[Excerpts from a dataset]
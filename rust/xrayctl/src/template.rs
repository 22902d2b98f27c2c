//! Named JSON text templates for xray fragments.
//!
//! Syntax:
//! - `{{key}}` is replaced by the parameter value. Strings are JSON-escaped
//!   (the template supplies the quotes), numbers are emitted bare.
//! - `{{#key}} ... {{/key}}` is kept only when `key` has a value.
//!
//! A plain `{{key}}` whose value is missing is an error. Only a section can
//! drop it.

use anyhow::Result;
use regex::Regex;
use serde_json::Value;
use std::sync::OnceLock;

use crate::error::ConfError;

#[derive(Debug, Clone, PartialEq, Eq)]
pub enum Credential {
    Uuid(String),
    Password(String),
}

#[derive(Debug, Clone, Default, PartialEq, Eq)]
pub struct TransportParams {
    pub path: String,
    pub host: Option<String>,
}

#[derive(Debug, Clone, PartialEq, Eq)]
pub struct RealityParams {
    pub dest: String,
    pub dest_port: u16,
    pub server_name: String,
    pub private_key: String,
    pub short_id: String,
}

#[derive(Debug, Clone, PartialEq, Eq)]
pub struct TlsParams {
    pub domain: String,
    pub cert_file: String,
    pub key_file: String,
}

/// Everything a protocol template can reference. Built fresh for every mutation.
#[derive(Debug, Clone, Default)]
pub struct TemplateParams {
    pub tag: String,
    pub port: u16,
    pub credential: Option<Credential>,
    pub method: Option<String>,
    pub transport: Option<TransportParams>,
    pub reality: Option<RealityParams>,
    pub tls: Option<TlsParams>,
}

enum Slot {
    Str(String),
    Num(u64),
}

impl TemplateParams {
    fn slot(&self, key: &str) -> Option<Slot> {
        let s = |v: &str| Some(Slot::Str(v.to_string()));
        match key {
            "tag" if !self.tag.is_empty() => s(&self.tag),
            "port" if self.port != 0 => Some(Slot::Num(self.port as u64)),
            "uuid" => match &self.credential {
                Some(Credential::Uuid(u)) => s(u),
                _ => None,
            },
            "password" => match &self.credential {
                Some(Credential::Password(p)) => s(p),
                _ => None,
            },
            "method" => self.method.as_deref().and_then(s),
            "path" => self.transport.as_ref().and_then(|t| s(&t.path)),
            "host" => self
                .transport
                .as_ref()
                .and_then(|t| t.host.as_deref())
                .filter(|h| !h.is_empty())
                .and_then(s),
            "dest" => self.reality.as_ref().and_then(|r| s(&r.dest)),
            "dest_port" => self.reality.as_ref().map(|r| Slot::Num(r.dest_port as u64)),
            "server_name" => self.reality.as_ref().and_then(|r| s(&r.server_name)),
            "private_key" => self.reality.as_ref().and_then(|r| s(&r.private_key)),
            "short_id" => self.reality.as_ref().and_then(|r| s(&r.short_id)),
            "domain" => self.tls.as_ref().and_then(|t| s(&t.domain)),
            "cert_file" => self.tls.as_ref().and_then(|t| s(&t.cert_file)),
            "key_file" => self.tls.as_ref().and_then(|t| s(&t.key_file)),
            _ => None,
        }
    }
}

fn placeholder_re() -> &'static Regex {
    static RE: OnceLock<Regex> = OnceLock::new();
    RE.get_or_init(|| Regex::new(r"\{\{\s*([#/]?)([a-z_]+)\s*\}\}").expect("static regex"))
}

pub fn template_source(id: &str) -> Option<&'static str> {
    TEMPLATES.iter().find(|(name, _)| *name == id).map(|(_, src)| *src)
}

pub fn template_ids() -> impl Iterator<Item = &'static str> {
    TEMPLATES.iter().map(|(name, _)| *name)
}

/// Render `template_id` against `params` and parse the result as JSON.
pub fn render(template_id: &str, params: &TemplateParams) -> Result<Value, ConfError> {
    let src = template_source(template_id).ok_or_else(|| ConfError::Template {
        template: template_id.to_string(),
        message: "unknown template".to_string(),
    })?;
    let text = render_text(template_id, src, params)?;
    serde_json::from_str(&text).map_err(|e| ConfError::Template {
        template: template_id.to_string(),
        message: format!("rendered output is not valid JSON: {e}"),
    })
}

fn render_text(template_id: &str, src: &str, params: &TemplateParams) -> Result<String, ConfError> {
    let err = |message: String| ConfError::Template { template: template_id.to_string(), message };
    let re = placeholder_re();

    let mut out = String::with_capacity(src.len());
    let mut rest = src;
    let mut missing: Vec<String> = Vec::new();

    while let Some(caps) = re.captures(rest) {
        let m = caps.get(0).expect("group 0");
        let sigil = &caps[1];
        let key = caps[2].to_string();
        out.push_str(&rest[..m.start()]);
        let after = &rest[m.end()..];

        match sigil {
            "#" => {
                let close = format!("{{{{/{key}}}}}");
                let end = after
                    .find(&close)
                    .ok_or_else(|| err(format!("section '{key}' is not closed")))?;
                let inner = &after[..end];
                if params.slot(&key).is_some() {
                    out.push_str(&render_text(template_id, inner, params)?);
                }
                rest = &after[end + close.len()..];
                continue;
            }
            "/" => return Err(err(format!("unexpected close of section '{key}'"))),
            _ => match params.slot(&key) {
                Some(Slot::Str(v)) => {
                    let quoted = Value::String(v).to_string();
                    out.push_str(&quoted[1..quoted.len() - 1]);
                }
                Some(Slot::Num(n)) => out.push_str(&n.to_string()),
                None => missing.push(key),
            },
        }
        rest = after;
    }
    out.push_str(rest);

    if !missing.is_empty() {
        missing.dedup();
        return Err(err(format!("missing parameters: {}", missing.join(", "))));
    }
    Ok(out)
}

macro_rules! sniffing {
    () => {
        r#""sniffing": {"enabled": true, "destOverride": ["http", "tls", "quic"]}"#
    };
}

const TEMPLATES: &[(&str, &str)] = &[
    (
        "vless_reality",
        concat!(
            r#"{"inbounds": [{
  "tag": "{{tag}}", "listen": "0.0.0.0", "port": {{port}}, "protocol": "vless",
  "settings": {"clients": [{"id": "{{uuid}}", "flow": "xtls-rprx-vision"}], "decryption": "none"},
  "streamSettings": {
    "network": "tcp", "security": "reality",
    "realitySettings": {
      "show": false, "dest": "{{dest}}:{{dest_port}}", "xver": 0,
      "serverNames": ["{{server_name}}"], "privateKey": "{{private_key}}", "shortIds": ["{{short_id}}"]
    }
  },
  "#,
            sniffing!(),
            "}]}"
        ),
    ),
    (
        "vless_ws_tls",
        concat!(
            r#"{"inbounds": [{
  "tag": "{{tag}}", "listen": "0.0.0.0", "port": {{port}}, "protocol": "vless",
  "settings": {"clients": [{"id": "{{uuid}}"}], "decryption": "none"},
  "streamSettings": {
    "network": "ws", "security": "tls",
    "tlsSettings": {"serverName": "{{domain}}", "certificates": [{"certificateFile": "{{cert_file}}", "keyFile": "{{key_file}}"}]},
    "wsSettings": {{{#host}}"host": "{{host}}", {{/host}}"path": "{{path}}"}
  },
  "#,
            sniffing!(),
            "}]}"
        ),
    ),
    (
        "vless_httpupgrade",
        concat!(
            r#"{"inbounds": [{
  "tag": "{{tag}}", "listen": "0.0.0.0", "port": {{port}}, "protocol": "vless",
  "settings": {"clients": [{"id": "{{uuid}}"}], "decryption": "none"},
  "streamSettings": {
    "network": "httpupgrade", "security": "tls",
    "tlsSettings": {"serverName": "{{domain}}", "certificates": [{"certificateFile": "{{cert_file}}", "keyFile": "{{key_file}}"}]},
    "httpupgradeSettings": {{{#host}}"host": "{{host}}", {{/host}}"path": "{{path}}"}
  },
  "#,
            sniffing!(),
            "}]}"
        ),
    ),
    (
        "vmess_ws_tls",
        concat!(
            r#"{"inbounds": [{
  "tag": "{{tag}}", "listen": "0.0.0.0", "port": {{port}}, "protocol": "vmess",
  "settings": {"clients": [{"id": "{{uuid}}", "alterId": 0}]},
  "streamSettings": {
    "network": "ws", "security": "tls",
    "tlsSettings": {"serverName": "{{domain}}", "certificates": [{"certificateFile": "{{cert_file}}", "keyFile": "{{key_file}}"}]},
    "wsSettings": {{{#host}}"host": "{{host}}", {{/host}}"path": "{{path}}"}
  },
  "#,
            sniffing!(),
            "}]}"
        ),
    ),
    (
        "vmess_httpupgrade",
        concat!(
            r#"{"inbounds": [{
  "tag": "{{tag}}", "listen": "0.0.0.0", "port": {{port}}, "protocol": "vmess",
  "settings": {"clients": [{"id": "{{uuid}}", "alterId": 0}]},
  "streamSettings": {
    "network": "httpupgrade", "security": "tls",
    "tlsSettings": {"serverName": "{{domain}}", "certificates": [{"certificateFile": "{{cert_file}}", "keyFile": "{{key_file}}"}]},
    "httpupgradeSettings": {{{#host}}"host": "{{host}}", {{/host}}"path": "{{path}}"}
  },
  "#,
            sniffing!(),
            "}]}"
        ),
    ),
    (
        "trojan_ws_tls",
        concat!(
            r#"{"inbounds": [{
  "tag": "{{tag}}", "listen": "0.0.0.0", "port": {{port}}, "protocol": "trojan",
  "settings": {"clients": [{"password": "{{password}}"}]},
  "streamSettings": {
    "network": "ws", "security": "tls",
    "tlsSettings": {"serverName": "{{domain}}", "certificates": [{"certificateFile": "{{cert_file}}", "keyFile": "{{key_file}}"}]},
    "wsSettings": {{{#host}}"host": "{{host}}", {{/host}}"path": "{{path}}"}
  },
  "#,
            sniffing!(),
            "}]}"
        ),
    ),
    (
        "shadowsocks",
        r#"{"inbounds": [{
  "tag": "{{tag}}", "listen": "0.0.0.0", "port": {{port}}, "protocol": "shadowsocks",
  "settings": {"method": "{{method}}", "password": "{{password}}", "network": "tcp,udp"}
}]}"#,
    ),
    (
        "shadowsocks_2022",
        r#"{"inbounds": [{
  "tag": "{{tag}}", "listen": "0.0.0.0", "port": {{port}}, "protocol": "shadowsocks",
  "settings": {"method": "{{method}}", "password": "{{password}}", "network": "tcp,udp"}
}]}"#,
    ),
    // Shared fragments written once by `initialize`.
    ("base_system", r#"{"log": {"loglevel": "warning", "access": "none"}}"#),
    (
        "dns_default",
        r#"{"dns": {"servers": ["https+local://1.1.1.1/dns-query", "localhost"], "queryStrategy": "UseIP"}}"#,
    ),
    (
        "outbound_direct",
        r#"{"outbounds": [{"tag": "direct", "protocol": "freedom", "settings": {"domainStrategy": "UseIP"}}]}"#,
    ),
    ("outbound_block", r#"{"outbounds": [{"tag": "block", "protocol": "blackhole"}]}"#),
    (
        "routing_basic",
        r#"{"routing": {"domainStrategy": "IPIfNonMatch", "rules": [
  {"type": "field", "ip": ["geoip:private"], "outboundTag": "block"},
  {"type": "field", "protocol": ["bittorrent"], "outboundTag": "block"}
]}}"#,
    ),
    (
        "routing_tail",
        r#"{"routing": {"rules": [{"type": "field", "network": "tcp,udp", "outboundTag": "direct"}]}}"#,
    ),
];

* * *

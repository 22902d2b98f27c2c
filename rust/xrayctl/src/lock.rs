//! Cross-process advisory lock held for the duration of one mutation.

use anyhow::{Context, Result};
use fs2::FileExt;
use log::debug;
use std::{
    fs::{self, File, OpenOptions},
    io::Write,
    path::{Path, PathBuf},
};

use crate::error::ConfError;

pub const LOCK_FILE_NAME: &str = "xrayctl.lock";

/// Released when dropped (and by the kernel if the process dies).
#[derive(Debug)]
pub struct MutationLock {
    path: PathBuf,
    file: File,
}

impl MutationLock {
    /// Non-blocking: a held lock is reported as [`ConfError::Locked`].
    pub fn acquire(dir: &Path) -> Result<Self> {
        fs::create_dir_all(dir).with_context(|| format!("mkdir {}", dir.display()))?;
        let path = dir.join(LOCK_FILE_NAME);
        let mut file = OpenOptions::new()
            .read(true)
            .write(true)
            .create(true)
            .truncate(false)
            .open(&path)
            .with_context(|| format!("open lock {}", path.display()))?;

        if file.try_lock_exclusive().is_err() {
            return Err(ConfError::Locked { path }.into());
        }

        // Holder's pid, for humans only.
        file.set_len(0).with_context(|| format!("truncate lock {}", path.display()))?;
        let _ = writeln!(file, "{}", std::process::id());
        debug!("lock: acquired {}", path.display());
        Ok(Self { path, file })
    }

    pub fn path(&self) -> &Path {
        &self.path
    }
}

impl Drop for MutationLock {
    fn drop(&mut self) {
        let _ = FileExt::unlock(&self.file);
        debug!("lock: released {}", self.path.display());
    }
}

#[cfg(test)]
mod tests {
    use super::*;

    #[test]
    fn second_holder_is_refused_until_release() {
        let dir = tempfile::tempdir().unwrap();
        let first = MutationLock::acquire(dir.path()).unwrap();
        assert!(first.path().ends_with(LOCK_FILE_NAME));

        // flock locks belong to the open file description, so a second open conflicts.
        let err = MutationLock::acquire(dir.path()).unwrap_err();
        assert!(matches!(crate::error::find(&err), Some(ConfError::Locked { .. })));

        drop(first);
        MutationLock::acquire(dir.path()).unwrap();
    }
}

• [WORK INSTRUCTIONS]:
The lines above that hold "UseIP" are the result; show every one of them.

• [REPLY TO THE EXERCISE]:
        r#"{"dns": {"servers": ["https+local://1.1.1.1/dns-query", "localhost"], "queryStrategy": "UseIP"}}"#,
        r#"{"outbounds": [{"tag": "direct", "protocol": "freedom", "settings": {"domainStrategy": "UseIP"}}]}"#,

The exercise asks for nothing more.